I did find that the noise seems to contribute to over estimating wattage a bit, when I compared it to my home’s power company installed kWh meter. The effect is < 4%, so I just scaled it. I could probably do some fancy FFT or something to filter it out, instead I just scaled it to bring it in line.
One thing I thought was a good idea, though. I modified the cable from the current sensor to put the burden resistor right in the cable. The idea is I never want that cable around the mains of my house and open circuit on the other side. I’m afraid it will build up a high-ish voltage and fry something when I plug it in.

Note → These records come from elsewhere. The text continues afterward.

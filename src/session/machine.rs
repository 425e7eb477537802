//! Interaction state machine for one open tool.
//!
//! INPUT -> PROCESSING -> RESULT, RESULT -> INPUT on reset, and
//! PROCESSING -> INPUT when processing faults. A session is tied to the
//! generation it was opened under; the controller uses that number to drop
//! completions that belong to a discarded session.

use chrono::{DateTime, Utc};

use crate::catalog::{InputWidget, InteractionType, Tool};
use crate::error::{DocHubError, Result};

use super::outcome::{ResultPayload, ResultRecord};
use super::upload::UploadedFile;

/// Phase of a session
#[derive(Debug, Clone, Copy, PartialEq, Eq, Default)]
pub enum Phase {
    #[default]
    Input,
    Processing,
    Result,
}

impl Phase {
    pub fn name(self) -> &'static str {
        match self {
            Self::Input => "input",
            Self::Processing => "processing",
            Self::Result => "result",
        }
    }
}

/// Snapshot of the captured input handed to the completion policy
#[derive(Debug, Clone, Default)]
pub struct ProcessRequest {
    pub text: String,
    pub file: Option<UploadedFile>,
}

/// Session state for the currently open tool
#[derive(Debug, Clone)]
pub struct Session {
    tool: Tool,
    generation: u64,
    phase: Phase,
    text_input: String,
    uploaded_file: Option<UploadedFile>,
    result: Option<ResultPayload>,
    completed_at: Option<DateTime<Utc>>,
}

impl Session {
    /// Fresh session in INPUT
    pub fn new(tool: Tool, generation: u64) -> Self {
        Self {
            tool,
            generation,
            phase: Phase::Input,
            text_input: String::new(),
            uploaded_file: None,
            result: None,
            completed_at: None,
        }
    }

    pub fn tool(&self) -> &Tool {
        &self.tool
    }

    pub fn generation(&self) -> u64 {
        self.generation
    }

    pub fn phase(&self) -> Phase {
        self.phase
    }

    pub fn text_input(&self) -> &str {
        &self.text_input
    }

    pub fn uploaded_file(&self) -> Option<&UploadedFile> {
        self.uploaded_file.as_ref()
    }

    pub fn result(&self) -> Option<&ResultPayload> {
        self.result.as_ref()
    }

    pub fn input_widget(&self) -> InputWidget {
        self.tool.input_widget()
    }

    fn require_phase(&self, expected: Phase, action: &str) -> Result<()> {
        if self.phase == expected {
            Ok(())
        } else {
            Err(DocHubError::InvalidState(format!(
                "cannot {} while {}",
                action,
                self.phase.name()
            )))
        }
    }

    /// Replace the text input
    pub fn set_text(&mut self, text: impl Into<String>) -> Result<()> {
        self.require_phase(Phase::Input, "edit text")?;
        self.text_input = text.into();
        Ok(())
    }

    /// Attach a file, replacing any earlier one. Returns the replaced file.
    pub fn supply_file(&mut self, file: UploadedFile) -> Result<Option<UploadedFile>> {
        self.require_phase(Phase::Input, "attach a file")?;
        Ok(self.uploaded_file.replace(file))
    }

    /// Why the process action is disabled, if it is
    pub fn action_blocker(&self) -> Option<&'static str> {
        if self.phase != Phase::Input {
            return Some("not accepting input");
        }
        match self.tool.interaction {
            InteractionType::FileProcessor if self.uploaded_file.is_none() => Some("no file supplied"),
            InteractionType::TextEditor if self.text_input.is_empty() && !self.tool.is_text_document_generator() => {
                Some("no text entered")
            }
            _ => None,
        }
    }

    /// Action-enablement predicate
    pub fn can_process(&self) -> bool {
        self.action_blocker().is_none()
    }

    /// INPUT -> PROCESSING
    pub fn begin_processing(&mut self) -> Result<ProcessRequest> {
        if let Some(reason) = self.action_blocker() {
            return Err(DocHubError::InvalidAction(reason.to_string()));
        }
        self.phase = Phase::Processing;
        Ok(ProcessRequest {
            text: self.text_input.clone(),
            file: self.uploaded_file.clone(),
        })
    }

    /// PROCESSING -> RESULT
    pub fn complete(&mut self, payload: ResultPayload) -> Result<()> {
        self.require_phase(Phase::Processing, "complete")?;
        self.result = Some(payload);
        self.completed_at = Some(Utc::now());
        self.phase = Phase::Result;
        Ok(())
    }

    /// PROCESSING -> INPUT after a fault; captured input is kept
    pub fn fail(&mut self) -> Result<()> {
        self.require_phase(Phase::Processing, "fail")?;
        self.phase = Phase::Input;
        Ok(())
    }

    /// RESULT -> INPUT, clearing text, file and result
    pub fn reset(&mut self) -> Result<()> {
        self.require_phase(Phase::Result, "reset")?;
        self.phase = Phase::Input;
        self.text_input.clear();
        self.uploaded_file = None;
        self.result = None;
        self.completed_at = None;
        Ok(())
    }

    /// Record of the completed run, if in RESULT
    pub fn record(&self) -> Option<ResultRecord> {
        let payload = self.result.as_ref()?;
        let completed_at = self.completed_at?;
        Some(ResultRecord::new(&self.tool.id, payload, completed_at))
    }
}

This is awesome! I have an Energy Detective, but it transmits the data over the mains power to a gateway, and it’s very sensitive and slow. It’s always been on my to-do list to do this with a Core (or now Photon). I can probably use the CTs already clamped on the lines with some adjustments.
The bit in the code which multiplies a sample by a sine or cosine value, and sums up the results, is in fact a Discrete Fourier Transform; as I’m interested in just one frequency (50Hz) there’s nothing to be gained from using an FFT.
I’m not sure there’s a need to put the burden resistor in the cable. The clamp acts as an AC current source, but this is shunted by the resistance of the coil (a few hundred ohms), so the open-circuit voltage is limited. This is why the sensitivity doesn’t usefully increase with a burden resistor more than about 1k.
If this were not a safety issue, I would not post a reply, as this is an old thread.
However, there is potential for electric shock and damage to an unburdened CT.
The CT is indeed a current source. But it isn’t shunted by the coil resistance.
If open-circuited with current flowing in the primary, the transformer secondary will attempt to continue driving current into what is effectively an infinite impedance. This will produce a high and potentially dangerous voltage across the open secondary.
Some CT’s have built-in protection. That can be either protective zener diodes, or, if the CT is the voltage-output type, it will have a built in burden resistor and so cannot easily be open-circuited.
A CT is the dual of a VT (voltage transformer) Short circuiting the secondary winding of a VT produces an overload condition. Open circuiting a CT secondary produces an overload condition.
What you’re describing is the effect produced by core saturation. It happens when the coupled magnetic flux is so intense that all magnetic domains on a ferromagnetic material are already aligned and thus do not respond to any further increase in the flux. i.e. an increase in the magnetic flux produced by the primary winding results in little or no increase in output from the secondary winding. Hence, the voltage across the burden inceases very little, or not at all.